Serving Larchmont Village, Hancock Park, and the Greater Wilshire neighborhoods of Los Angeles since 2011.

Are Higher Interest Rates Softening Our Neighborhood Real Estate Market?

Are higher interest rates slowing down our local real estate market? We asked some local experts to weigh in.


Recently, the Los Angeles Times reported that “rising mortgage interest rates have put the brakes on a once-hot housing market in Southern California and across the country.”

But what does that mean in our greater Hancock Park, Windsor Square and Larchmont Village market? We asked some local realtors for their reactions and to share what’s happening in their own practices.

“We are down 6% year over year from July 21 to July 22 in listings in Hancock Park, Los Feliz, Silver Lake, Hollywood Hills East and Studio City,” said Ali Jack of Compass, who grew up in Windsor Square and live in St. Andrews Square.

“The market is down 10% year over year on accepted offers, but the most telling stat is we are down 48% in houses sold year over year (166 sales to 87 sales), while listing inventory has not changed that dramatically. This is why you are seeing headlines of price reductions,” added Jack. “Still, the median price has generally held around $1.937 to $1.98 (up 2%) and price per square foot [a less important stat, in Jack’s opinion] is up 15%.”

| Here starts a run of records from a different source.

//! Tests for config functionality.

use crate::config::types::DEFAULT_XDS_HOST_ADDRESS;
use crate::config::{Config, ConfigOverrides};
use crate::error::BootstrapError;
use crate::template::{DOMAIN_NAME, XDS_HOST_ADDRESS};
use std::fs;
use tempfile::TempDir;

fn env(pairs: &[(&str, &str)]) -> Vec<(String, String)> {
    pairs
        .iter()
        .map(|(k, v)| (k.to_string(), v.to_string()))
        .collect()
}

#[test]
fn test_default_config() {
    let config = Config::default();

    assert_eq!(config.domain_name, None);
    assert_eq!(config.xds_host_address, DEFAULT_XDS_HOST_ADDRESS);
    assert_eq!(config.xds_host_address, "REPlACE_HOSTADDRESS");
}

#[test]
fn test_parse_minimal_yaml() {
    let config = Config::from_yaml("").unwrap();
    assert_eq!(config, Config::default());
}

#[test]
fn test_parse_full_yaml() {
    let yaml = r#"
domain_name: example.com
xds_host_address: 10.0.0.12
"#;
    let config = Config::from_yaml(yaml).unwrap();

    assert_eq!(config.domain_name.as_deref(), Some("example.com"));
    assert_eq!(config.xds_host_address, "10.0.0.12");
}

#[test]
fn test_parse_yaml_ignores_unknown_fields() {
    let yaml = r#"
domain_name: example.com
future_option: true
"#;
    let config = Config::from_yaml(yaml).unwrap();

    assert_eq!(config.domain_name.as_deref(), Some("example.com"));
    assert_eq!(config.xds_host_address, DEFAULT_XDS_HOST_ADDRESS);
}

#[test]
fn test_parse_null_document_uses_defaults() {
    assert_eq!(Config::from_yaml("~\n").unwrap(), Config::default());
    assert_eq!(Config::from_yaml("null").unwrap(), Config::default());
    assert_eq!(Config::from_yaml("# nothing set\n").unwrap(), Config::default());
}

#[test]
fn test_parse_invalid_yaml() {
    let err = Config::from_yaml("domain_name: [unterminated").unwrap_err();
    assert!(matches!(err, BootstrapError::UserError(_)));
    assert!(err.to_string().contains("failed to parse config YAML"));
}

#[test]
fn test_yaml_values_are_validated() {
    let err = Config::from_yaml("domain_name: \"two words\"").unwrap_err();
    assert!(err.to_string().contains("domain_name"));
}

#[test]
fn test_load_missing_file() {
    let temp_dir = TempDir::new().unwrap();
    let err = Config::load(temp_dir.path().join("missing.yaml")).unwrap_err();
    assert!(err.to_string().contains("failed to read config file"));
}

#[test]
fn test_env_sets_recognized_options() {
    let mut config = Config::default();
    config.apply_env(env(&[
        ("DOMAIN_NAME", "example.com"),
        ("XDS_HOST_ADDRESS", "172.17.0.1"),
    ]));

    assert_eq!(config.domain_name.as_deref(), Some("example.com"));
    assert_eq!(config.xds_host_address, "172.17.0.1");
}

#[test]
fn test_env_ignores_unrecognized_variables() {
    let mut config = Config::default();
    config.apply_env(env(&[
        ("HOME", "/root"),
        ("PATH", "/usr/bin:/bin"),
        ("domain_name", "lowercase.example.com"),
    ]));

    assert_eq!(config, Config::default());
}

#[test]
fn test_env_empty_value_counts_as_unset() {
    let mut config = Config::default();
    config.apply_env(env(&[("DOMAIN_NAME", ""), ("XDS_HOST_ADDRESS", "")]));

    assert_eq!(config, Config::default());
}

#[test]
fn test_resolve_precedence() {
    let temp_dir = TempDir::new().unwrap();
    let path = temp_dir.path().join("bootstrap.yaml");
    fs::write(
        &path,
        "domain_name: file.example.com\nxds_host_address: 10.0.0.1\n",
    )
    .unwrap();

    // File only
    let config =
        Config::resolve(Some(path.as_path()), env(&[]), ConfigOverrides::default()).unwrap();
    assert_eq!(config.domain_name.as_deref(), Some("file.example.com"));
    assert_eq!(config.xds_host_address, "10.0.0.1");

    // Environment beats file
    let config = Config::resolve(
        Some(path.as_path()),
        env(&[("DOMAIN_NAME", "env.example.com")]),
        ConfigOverrides::default(),
    )
    .unwrap();
    assert_eq!(config.domain_name.as_deref(), Some("env.example.com"));
    assert_eq!(config.xds_host_address, "10.0.0.1");

    // Command line beats environment
    let config = Config::resolve(
        Some(path.as_path()),
        env(&[("DOMAIN_NAME", "env.example.com")]),
        ConfigOverrides {
            domain_name: Some("cli.example.com".to_string()),
            xds_host_address: Some("10.0.0.2".to_string()),
        },
    )
    .unwrap();
    assert_eq!(config.domain_name.as_deref(), Some("cli.example.com"));
    assert_eq!(config.xds_host_address, "10.0.0.2");
}

#[test]
fn test_resolve_rejects_invalid_override() {
    let err = Config::resolve(
        None,
        env(&[]),
        ConfigOverrides {
            domain_name: Some("example.com\"\ninjected: true".to_string()),
            xds_host_address: None,
        },
    )
    .unwrap_err();

    assert!(matches!(err, BootstrapError::UserError(_)));
    assert!(err.to_string().contains("domain_name"));
}

#[test]
fn test_validate_rejects_empty_and_path_values() {
    let config = Config {
        domain_name: Some(String::new()),
        ..Config::default()
    };
    assert!(config.validate().is_err());

    let config = Config {
        domain_name: Some("../etc".to_string()),
        ..Config::default()
    };
    assert!(config.validate().is_err());

    let config = Config {
        xds_host_address: String::new(),
        ..Config::default()
    };
    assert!(config.validate().is_err());
}

#[test]
fn test_validate_rejects_dot_segments_as_domain() {
    for domain in [".", ".."] {
        let config = Config {
            domain_name: Some(domain.to_string()),
            ..Config::default()
        };
        let err = config.validate().unwrap_err();
        assert!(matches!(err, BootstrapError::UserError(_)), "{}", domain);
    }

    let config = Config {
        domain_name: Some("..example.com".to_string()),
        ..Config::default()
    };
    assert!(config.validate().is_ok());
}

#[test]
fn test_resolve_rejects_yaml_syntax_in_host_address() {
    for address in ["*x", "{a:b}", "[x]", "#c", "&anchor", "host:", "a: b", "-x", "!tag"] {
        let err = Config::resolve(
            None,
            env(&[("DOMAIN_NAME", "example.com"), ("XDS_HOST_ADDRESS", address)]),
            ConfigOverrides::default(),
        )
        .unwrap_err();

        assert!(matches!(err, BootstrapError::UserError(_)), "{}", address);
        assert!(err.to_string().contains("xds_host_address"), "{}", address);
    }
}

#[test]
fn test_host_address_accepts_hostnames_and_ips() {
    for address in [
        "xds.internal",
        "10.0.0.12",
        "fd00::1",
        "control-plane-0",
        DEFAULT_XDS_HOST_ADDRESS,
    ] {
        let config = Config {
            xds_host_address: address.to_string(),
            ..Config::default()
        };
        assert!(config.validate().is_ok(), "{}", address);
    }
}

#[test]
fn test_validate_accepts_wildcard_and_ip_values() {
    let config = Config {
        domain_name: Some("*.example.com".to_string()),
        xds_host_address: "192.168.1.10".to_string(),
    };
    assert!(config.validate().is_ok());
}

#[test]
fn test_template_vars_only_contain_known_options() {
    let config = Config {
        domain_name: Some("example.com".to_string()),
        ..Config::default()
    };
    let vars = config.to_template_vars();

    assert_eq!(vars.len(), 2);
    assert_eq!(vars.get(DOMAIN_NAME).map(String::as_str), Some("example.com"));
    assert_eq!(
        vars.get(XDS_HOST_ADDRESS).map(String::as_str),
        Some(DEFAULT_XDS_HOST_ADDRESS)
    );
}

#[test]
fn test_template_vars_omit_unset_domain() {
    let vars = Config::default().to_template_vars();
    assert!(!vars.contains_key(DOMAIN_NAME));
}

#[test]
fn test_recognized_env_only_reads_known_names() {
    for (name, _) in crate::config::recognized_env() {
        assert!(crate::config::RECOGNIZED_ENV_VARS.contains(&name.as_str()));
    }
}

So it all comes down to inventory. Fewer houses drive prices higher, explained said John Duerler of Hancock Homes.

According to Duerler, comparing July 2021 to this current July, 16 properties sold in 2021, the average number of days on the market was 48 days, and the median price was $2.5 million. In contrast, this past July, only 7 homes sold, the average days on the market was 26, and the median price was $3.2 million.

Part of that is also pricing, explained Andrew Woodward of the Woodward Team at Keller Williams. Woodward grew up in Fremont Place and lives in Windsor Square.

“If it’s priced it’s right, it sells quickly,” Woodward told the Buzz. “If sellers are ready and they are realistic about pricing, which is challenging because pricing is an art, not a science. We have several  properties that were recently on the market just six days with multiple offers over the asking price.”

“Hancock Park is very fashionable,” said Anne Loveland of Loveland Carr, who grew up in the neighborhood. “The overall more demand is more than supply.”

“There is demand, but no seller wants to be a fool, so when listing a property today it’s important to not just look at your neighbor‘s sale from a few months ago,” said Loveland. “Pricing is highly nuanced and an art…always and more so in a shifting market.”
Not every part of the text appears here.